None of this seems bizarre to me, and I wait patiently for her return.
I do like to write, and I think I’m good at it too. Others seem to agree and many of them press me to make a living from it. The other day someone said “I like those things about Romero, why not write a book?”
Or word to that effect.
I remember the words: “Why give it away for free?” and I lean on the countertop. Flecks of red and blue intertwine across its veneer and I try to follow its pattern.
After a baffling pause I answered that I’d think about it, knowing that my words probably sounded dismissive; but I knew that I would think about it, because I think about everything.
I dislike the job I do in what we call the “real world”. Not that that place is the real world, it’s just the place we all share; this worlds highways lead to the real world; my real world at least.
Why don’t I just jump in that cherry red car outside and follow them?

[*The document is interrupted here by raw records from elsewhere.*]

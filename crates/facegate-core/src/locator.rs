//! Face locator via ONNX Runtime.
//!
//! Runs an SSD-style single-shot face detector: one output tensor of
//! candidate rows `(image_id, label, score, x1, y1, x2, y2)` with corners
//! normalized to the letterboxed input square. Candidates are thresholded,
//! de-duplicated with IoU-based NMS, and mapped back to frame coordinates.

use crate::types::BoundingBox;
use ndarray::Array4;
use ort::session::Session;
use ort::value::TensorRef;
use std::path::Path;
use thiserror::Error;

const LOCATOR_INPUT_SIZE: usize = 300;
const LOCATOR_MEAN: f32 = 127.5;
const LOCATOR_STD: f32 = 128.0;
const LOCATOR_CONFIDENCE_THRESHOLD: f32 = 0.5;
const LOCATOR_NMS_THRESHOLD: f32 = 0.4;
/// Values per candidate row: (image_id, label, score, x1, y1, x2, y2).
const LOCATOR_ROW_LEN: usize = 7;

#[derive(Error, Debug)]
pub enum LocatorError {
    #[error("model file not found: {0}")]
    ModelNotFound(String),
    #[error("inference failed: {0}")]
    InferenceFailed(String),
    #[error("ort: {0}")]
    Ort(#[from] ort::Error),
}

/// Metadata for coordinate de-mapping after letterbox resize.
pub(crate) struct LetterboxInfo {
    pub scale: f32,
    pub pad_x: f32,
    pub pad_y: f32,
}

/// SSD-based face locator.
pub struct FaceLocator {
    session: Session,
    input_size: usize,
}

impl FaceLocator {
    /// Load the locator ONNX model from the given path.
    pub fn load(model_path: &str) -> Result<Self, LocatorError> {
        if !Path::new(model_path).exists() {
            return Err(LocatorError::ModelNotFound(model_path.to_string()));
        }

        let session = Session::builder()?
            .with_intra_threads(2)?
            .commit_from_file(model_path)?;

        tracing::info!(
            path = model_path,
            inputs = ?session.inputs().iter().map(|i| (i.name(), i.dtype())).collect::<Vec<_>>(),
            outputs = ?session.outputs().iter().map(|o| o.name()).collect::<Vec<_>>(),
            "loaded face locator model"
        );

        Ok(Self {
            session,
            input_size: LOCATOR_INPUT_SIZE,
        })
    }

    /// Locate faces in a grayscale frame, returning boxes sorted by confidence.
    pub fn locate(
        &mut self,
        frame: &[u8],
        width: u32,
        height: u32,
    ) -> Result<Vec<BoundingBox>, LocatorError> {
        let (input, letterbox) =
            preprocess_letterbox(frame, width as usize, height as usize, self.input_size);

        let outputs = self.session.run(ort::inputs![TensorRef::from_array_view(input.view())?])?;

        let (_, rows) = outputs[0]
            .try_extract_tensor::<f32>()
            .map_err(|e| LocatorError::InferenceFailed(format!("candidate rows: {e}")))?;

        let candidates = decode_candidates(
            rows,
            self.input_size,
            &letterbox,
            LOCATOR_CONFIDENCE_THRESHOLD,
        );

        let mut result = nms(candidates, LOCATOR_NMS_THRESHOLD);
        result.sort_by(|a, b| {
            b.confidence
                .partial_cmp(&a.confidence)
                .unwrap_or(std::cmp::Ordering::Equal)
        });

        Ok(result)
    }
}

/// Preprocess a grayscale frame into a letterboxed NCHW float tensor.
///
/// The frame is scaled to fit the square model input with bilinear
/// interpolation; padding uses the model mean so it normalizes to 0.
pub(crate) fn preprocess_letterbox(
    frame: &[u8],
    width: usize,
    height: usize,
    input_size: usize,
) -> (Array4<f32>, LetterboxInfo) {
    let scale_w = input_size as f32 / width as f32;
    let scale_h = input_size as f32 / height as f32;
    let scale = scale_w.min(scale_h);

    let new_w = (width as f32 * scale).round() as usize;
    let new_h = (height as f32 * scale).round() as usize;
    let pad_x = (input_size - new_w) as f32 / 2.0;
    let pad_y = (input_size - new_h) as f32 / 2.0;

    let letterbox = LetterboxInfo { scale, pad_x, pad_y };

    let resized = resize_bilinear(frame, width, height, new_w, new_h);

    let pad_x_start = pad_x.floor() as usize;
    let pad_y_start = pad_y.floor() as usize;

    let mut tensor = Array4::<f32>::zeros((1, 3, input_size, input_size));

    for y in 0..input_size {
        for x in 0..input_size {
            let pixel = if y >= pad_y_start
                && y < pad_y_start + new_h
                && x >= pad_x_start
                && x < pad_x_start + new_w
            {
                resized[(y - pad_y_start) * new_w + (x - pad_x_start)] as f32
            } else {
                LOCATOR_MEAN
            };

            let normalized = (pixel - LOCATOR_MEAN) / LOCATOR_STD;
            // Grayscale replicated across R, G, B.
            tensor[[0, 0, y, x]] = normalized;
            tensor[[0, 1, y, x]] = normalized;
            tensor[[0, 2, y, x]] = normalized;
        }
    }

    (tensor, letterbox)
}

/// Resize a grayscale buffer with bilinear interpolation.
pub(crate) fn resize_bilinear(
    src: &[u8],
    src_w: usize,
    src_h: usize,
    dst_w: usize,
    dst_h: usize,
) -> Vec<u8> {
    let mut dst = vec![0u8; dst_w * dst_h];
    if src_w == 0 || src_h == 0 || dst_w == 0 || dst_h == 0 {
        return dst;
    }

    let x_ratio = src_w as f32 / dst_w as f32;
    let y_ratio = src_h as f32 / dst_h as f32;

    for y in 0..dst_h {
        let src_y = (y as f32 + 0.5) * y_ratio - 0.5;
        let y0 = (src_y.floor() as i32).clamp(0, src_h as i32 - 1) as usize;
        let y1 = (y0 + 1).min(src_h - 1);
        let fy = (src_y - src_y.floor()).clamp(0.0, 1.0);

        for x in 0..dst_w {
            let src_x = (x as f32 + 0.5) * x_ratio - 0.5;
            let x0 = (src_x.floor() as i32).clamp(0, src_w as i32 - 1) as usize;
            let x1 = (x0 + 1).min(src_w - 1);
            let fx = (src_x - src_x.floor()).clamp(0.0, 1.0);

            let tl = src[y0 * src_w + x0] as f32;
            let tr = src[y0 * src_w + x1] as f32;
            let bl = src[y1 * src_w + x0] as f32;
            let br = src[y1 * src_w + x1] as f32;

            let val = tl * (1.0 - fx) * (1.0 - fy)
                + tr * fx * (1.0 - fy)
                + bl * (1.0 - fx) * fy
                + br * fx * fy;

            dst[y * dst_w + x] = val.round().clamp(0.0, 255.0) as u8;
        }
    }

    dst
}

/// Decode SSD candidate rows into frame-space bounding boxes.
///
/// Corner coordinates arrive normalized to [0, 1] over the letterboxed
/// input square and are mapped back to original frame coordinates.
fn decode_candidates(
    rows: &[f32],
    input_size: usize,
    letterbox: &LetterboxInfo,
    threshold: f32,
) -> Vec<BoundingBox> {
    let mut detections = Vec::new();

    for row in rows.chunks_exact(LOCATOR_ROW_LEN) {
        let score = row[2];
        if score <= threshold {
            continue;
        }

        let x1 = row[3] * input_size as f32;
        let y1 = row[4] * input_size as f32;
        let x2 = row[5] * input_size as f32;
        let y2 = row[6] * input_size as f32;

        let orig_x1 = (x1 - letterbox.pad_x) / letterbox.scale;
        let orig_y1 = (y1 - letterbox.pad_y) / letterbox.scale;
        let orig_x2 = (x2 - letterbox.pad_x) / letterbox.scale;
        let orig_y2 = (y2 - letterbox.pad_y) / letterbox.scale;

        if orig_x2 <= orig_x1 || orig_y2 <= orig_y1 {
            continue;
        }

        detections.push(BoundingBox {
            x: orig_x1,
            y: orig_y1,
            width: orig_x2 - orig_x1,
            height: orig_y2 - orig_y1,
            confidence: score,
        });
    }

    detections
}

/// Non-Maximum Suppression: remove overlapping detections.
fn nms(mut detections: Vec<BoundingBox>, iou_threshold: f32) -> Vec<BoundingBox> {
    detections.sort_by(|a, b| {
        b.confidence
            .partial_cmp(&a.confidence)
            .unwrap_or(std::cmp::Ordering::Equal)
    });

    let mut keep = Vec::new();
    let mut suppressed = vec![false; detections.len()];

    for i in 0..detections.len() {
        if suppressed[i] {
            continue;
        }
        keep.push(detections[i].clone());

        for j in (i + 1)..detections.len() {
            if suppressed[j] {
                continue;
            }
            if iou(&detections[i], &detections[j]) > iou_threshold {
                suppressed[j] = true;
            }
        }
    }

    keep
}

/// Intersection-over-Union between two bounding boxes.
fn iou(a: &BoundingBox, b: &BoundingBox) -> f32 {
    let x1 = a.x.max(b.x);
    let y1 = a.y.max(b.y);
    let x2 = (a.x + a.width).min(b.x + b.width);
    let y2 = (a.y + a.height).min(b.y + b.height);

    let inter_w = (x2 - x1).max(0.0);
    let inter_h = (y2 - y1).max(0.0);
    let inter_area = inter_w * inter_h;

    let area_a = a.width * a.height;
    let area_b = b.width * b.height;
    let union_area = area_a + area_b - inter_area;

    if union_area > 0.0 {
        inter_area / union_area
    } else {
        0.0
    }
}

#[cfg(test)]
mod tests {
    use super::*;

    fn make_box(x: f32, y: f32, w: f32, h: f32, conf: f32) -> BoundingBox {
        BoundingBox { x, y, width: w, height: h, confidence: conf }
    }

    #[test]
    fn iou_identical() {
        let a = make_box(0.0, 0.0, 100.0, 100.0, 1.0);
        assert!((iou(&a, &a) - 1.0).abs() < 1e-6);
    }

    #[test]
    fn iou_disjoint() {
        let a = make_box(0.0, 0.0, 10.0, 10.0, 1.0);
        let b = make_box(20.0, 20.0, 10.0, 10.0, 1.0);
        assert!(iou(&a, &b).abs() < 1e-6);
    }

    #[test]
    fn iou_half_overlap() {
        let a = make_box(0.0, 0.0, 10.0, 10.0, 1.0);
        let b = make_box(5.0, 0.0, 10.0, 10.0, 1.0);
        // Overlap 5x10 = 50, union 150.
        assert!((iou(&a, &b) - 50.0 / 150.0).abs() < 1e-6);
    }

    #[test]
    fn nms_suppresses_overlapping() {
        let detections = vec![
            make_box(0.0, 0.0, 100.0, 100.0, 0.9),
            make_box(5.0, 5.0, 100.0, 100.0, 0.8),
            make_box(200.0, 200.0, 50.0, 50.0, 0.7),
        ];
        let result = nms(detections, 0.4);
        assert_eq!(result.len(), 2);
        assert!((result[0].confidence - 0.9).abs() < 1e-6);
        assert!((result[1].confidence - 0.7).abs() < 1e-6);
    }

    #[test]
    fn nms_keeps_disjoint() {
        let detections = vec![
            make_box(0.0, 0.0, 10.0, 10.0, 0.9),
            make_box(50.0, 50.0, 10.0, 10.0, 0.8),
        ];
        assert_eq!(nms(detections, 0.4).len(), 2);
    }

    #[test]
    fn nms_empty() {
        assert!(nms(vec![], 0.4).is_empty());
    }

    #[test]
    fn decode_thresholds_and_maps_to_frame_space() {
        // 640x480 frame letterboxed into 300x300: scale = 300/640,
        // vertical padding = (300 - 480 * scale) / 2.
        let scale = 300.0f32 / 640.0;
        let pad_y = (300.0 - (480.0 * scale).round()) / 2.0;
        let letterbox = LetterboxInfo { scale, pad_x: 0.0, pad_y };

        // Row 1 passes the threshold, row 2 does not.
        let rows = [
            0.0, 1.0, 0.9, 0.25, 0.25, 0.75, 0.75, //
            0.0, 1.0, 0.3, 0.1, 0.1, 0.2, 0.2,
        ];
        let boxes = decode_candidates(&rows, 300, &letterbox, 0.5);

        assert_eq!(boxes.len(), 1);
        let b = &boxes[0];
        assert!((b.confidence - 0.9).abs() < 1e-6);
        // x1 = 0.25 * 300 / scale = 160 in frame space.
        assert!((b.x - 160.0).abs() < 1e-3, "x = {}", b.x);
        assert!((b.width - 320.0).abs() < 1e-3, "width = {}", b.width);
        // y maps back through the vertical padding.
        let expected_y = (0.25 * 300.0 - pad_y) / scale;
        assert!((b.y - expected_y).abs() < 1e-3, "y = {}", b.y);
    }

    #[test]
    fn decode_drops_degenerate_boxes() {
        let letterbox = LetterboxInfo { scale: 1.0, pad_x: 0.0, pad_y: 0.0 };
        // Inverted corners: x2 < x1.
        let rows = [0.0, 1.0, 0.9, 0.8, 0.2, 0.4, 0.6];
        assert!(decode_candidates(&rows, 300, &letterbox, 0.5).is_empty());
    }

    #[test]
    fn letterbox_coordinate_roundtrip() {
        let width = 320.0f32;
        let height = 240.0f32;
        let scale = (300.0 / width).min(300.0 / height);
        let new_w = (width * scale).round();
        let new_h = (height * scale).round();
        let letterbox = LetterboxInfo {
            scale,
            pad_x: (300.0 - new_w) / 2.0,
            pad_y: (300.0 - new_h) / 2.0,
        };

        let orig = (100.0f32, 50.0f32);
        let boxed = (orig.0 * scale + letterbox.pad_x, orig.1 * scale + letterbox.pad_y);
        let recovered = (
            (boxed.0 - letterbox.pad_x) / letterbox.scale,
            (boxed.1 - letterbox.pad_y) / letterbox.scale,
        );

        assert!((recovered.0 - orig.0).abs() < 0.1);
        assert!((recovered.1 - orig.1).abs() < 0.1);
    }

    #[test]
    fn resize_uniform_stays_uniform() {
        let src = vec![128u8; 100 * 100];
        let dst = resize_bilinear(&src, 100, 100, 37, 53);
        assert_eq!(dst.len(), 37 * 53);
        assert!(dst.iter().all(|&p| p == 128));
    }

    #[test]
    fn resize_preserves_horizontal_gradient_ends() {
        // A left-dark right-bright source keeps that ordering after resize.
        let w = 64usize;
        let h = 8usize;
        let src: Vec<u8> = (0..w * h).map(|i| ((i % w) * 4) as u8).collect();
        let dst = resize_bilinear(&src, w, h, 32, 8);
        assert!(dst[0] < dst[31]);
    }
}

I wonder why it is that I don’t?
Fear?
Not fear of failure surely, you can’t fail more than not having tried.
Lethargy?
Hopefully what I do and what I know dispels any notions that I’m lazy.
Apathy?
Hmm…
A small plate of lime green pie is slid between my hands and a coffee cup is placed next to it. I look up into the eyes of my waitress.
The crow’s feet are more pronounced than I remembered them and she had faint laugh lines at the corner of her mouth. Her name badge said “Allanah” in purple lettering against a pink background.
I wanted to take her in my arms for a moment and tell her that her prince would someday come, that violins were made to be heard and her art was as worthy as anyone’s. I could have cried for her at that point. Cried at the sheer frustration and horror or her life. Cried for her loss and the cruelty of passing out hopes and dreams like old people pass out bread to water foul.
Why not pass out success at a similar rate?
I wonder why it is?
“Thank you.” I say to her.
I do not tell her that her prince will come; I know that he won’t, because I know that those princes are too busy waiting for their own to arrive.
She smiles her beguiling smile and leaves.
The key lime pie is wonderful and the coffee hits the spot. I sip and think over the conundrum, wondering exactly what the cure for apathy might be.